The reason I wrote the code as a patch to Pike rather than doing it in my own application is that Pike doesn't expose a way to construct a Stdio.Port from any existing fd other than stdin. Maybe there should be an API for that instead? I don't know of any other situations that would use it, though, and it's good to check LISTEN_PID before claiming the FDs. It might also be useful to parse LISTEN_FDNAMES and use that in the sprintf("%O") of the Port, which would help with debugging; not a huge feature, but one that can easily be added in the future if it's done this way, whereas there's no easy way to control that from pure Pike code.
ChrisA
On Sun, Feb 12, 2017 at 9:54 AM, Arne Goedeke el@laramies.com wrote:
I was reading the diff wrong, sorry about that. How about Stdio.Port()->listen_fd()?

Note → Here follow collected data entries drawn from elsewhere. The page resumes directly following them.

//! End-to-end inference pipeline.

use tracing::debug;

use super::labels::LabelDecoder;
use super::model::LinearClassifier;
use super::vectorizer::TfidfVectorizer;
use super::ClassifyError;
use crate::normalize;

/// The three fitted artifacts behind resume classification.
///
/// Built once at startup and shared read-only across all requests; no
/// request path mutates any stage.
#[derive(Debug, Clone)]
pub struct InferencePipeline {
    vectorizer: TfidfVectorizer,
    classifier: LinearClassifier,
    labels: LabelDecoder,
}

impl InferencePipeline {
    pub fn new(
        vectorizer: TfidfVectorizer,
        classifier: LinearClassifier,
        labels: LabelDecoder,
    ) -> Self {
        Self {
            vectorizer,
            classifier,
            labels,
        }
    }

    pub fn n_features(&self) -> usize {
        self.vectorizer.dimension()
    }

    pub fn n_categories(&self) -> usize {
        self.labels.len()
    }

    /// Classifies one resume: normalize, vectorize, classify, decode.
    ///
    /// Exactly one document in, one category out. Input that normalizes
    /// to an empty string is rejected with `EmptyDocument` instead of
    /// being classified from a zero vector.
    pub fn predict(&self, raw_text: &str) -> Result<String, ClassifyError> {
        let cleaned = normalize::clean(raw_text);
        if cleaned.is_empty() {
            return Err(ClassifyError::EmptyDocument);
        }

        let features = self.vectorizer.transform(&cleaned);
        let index = self.classifier.predict(&features)?;
        let category = self.labels.decode(index)?;

        debug!(index, category, "pipeline decision");
        Ok(category.to_string())
    }
}

#[cfg(test)]
mod tests {
    use super::*;
    use std::collections::HashMap;

    /// Two-feature, two-class fixture: documents mentioning "python"
    /// classify as Data Science, documents mentioning "sales" as Sales.
    fn fixture_pipeline() -> InferencePipeline {
        let vocabulary = HashMap::from([("python".to_string(), 0), ("sales".to_string(), 1)]);
        let vectorizer = TfidfVectorizer::new(vocabulary, vec![1.0, 1.0]);
        let classifier = LinearClassifier::new(vec![vec![1.0, -1.0], vec![-1.0, 1.0]], vec![0.0, 0.0]);
        let labels = LabelDecoder::new(vec!["Data Science".to_string(), "Sales".to_string()]);
        InferencePipeline::new(vectorizer, classifier, labels)
    }

    #[test]
    fn test_predict_returns_a_fitted_category() {
        let category = fixture_pipeline()
            .predict("Senior python developer with python experience")
            .unwrap();
        assert_eq!(category, "Data Science");
    }

    #[test]
    fn test_predict_other_category() {
        let category = fixture_pipeline()
            .predict("Regional sales manager, B2B sales")
            .unwrap();
        assert_eq!(category, "Sales");
    }

    #[test]
    fn test_predict_is_deterministic() {
        let pipeline = fixture_pipeline();
        let text = "python and sales and python";
        let first = pipeline.predict(text).unwrap();
        for _ in 0..5 {
            assert_eq!(pipeline.predict(text).unwrap(), first);
        }
    }

    #[test]
    fn test_normalization_runs_before_vectorization() {
        // "PYTHON!!!" only hits the vocabulary after cleaning and
        // lowercasing.
        let category = fixture_pipeline().predict("PYTHON!!!").unwrap();
        assert_eq!(category, "Data Science");
    }

    #[test]
    fn test_empty_input_is_rejected() {
        let err = fixture_pipeline().predict("").unwrap_err();
        assert!(matches!(err, ClassifyError::EmptyDocument));
    }

    #[test]
    fn test_input_that_normalizes_to_empty_is_rejected() {
        // Punctuation and a mention only; nothing survives cleaning.
        let err = fixture_pipeline().predict("!!! ... @someone").unwrap_err();
        assert!(matches!(err, ClassifyError::EmptyDocument));
    }

    #[test]
    fn test_out_of_vocabulary_text_still_classifies() {
        // The document has content, it just matches no vocabulary term;
        // the zero vector decides by intercepts (tie, lowest index).
        let category = fixture_pipeline().predict("haskell enthusiast").unwrap();
        assert_eq!(category, "Data Science");
    }

    #[test]
    fn test_end_to_end_with_noisy_resume() {
        let raw = "Software Engineer with experience in Python and Java. \
                   http://link.com @company #job RT cc";
        let category = fixture_pipeline().predict(raw).unwrap();
        assert_eq!(category, "Data Science");
    }
}
use axum::Json;
use serde_json::{json, Value};

/// GET /health
/// Returns a simple status object with service version.
pub async fn health_handler() -> Json<Value> {
    Json(json!({
        "status": "ok",
        "version": env!("CARGO_PKG_VERSION"),
        "service": "resumesort-api"
    }))
}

*facepalm* That would be what I was looking for originally. How did I not see it?
Thanks Arne. So the question is... why Stdio.Port("stdin") rather than Stdio.Port()->listen_fd(0)?
ChrisA
I'm guessing that the original was "stdin", then someone had the same problem you had and expanded the API without breaking backwards.
I'm guessing that the original was "stdin", then someone had the same problem you had and expanded the API without breaking backwards.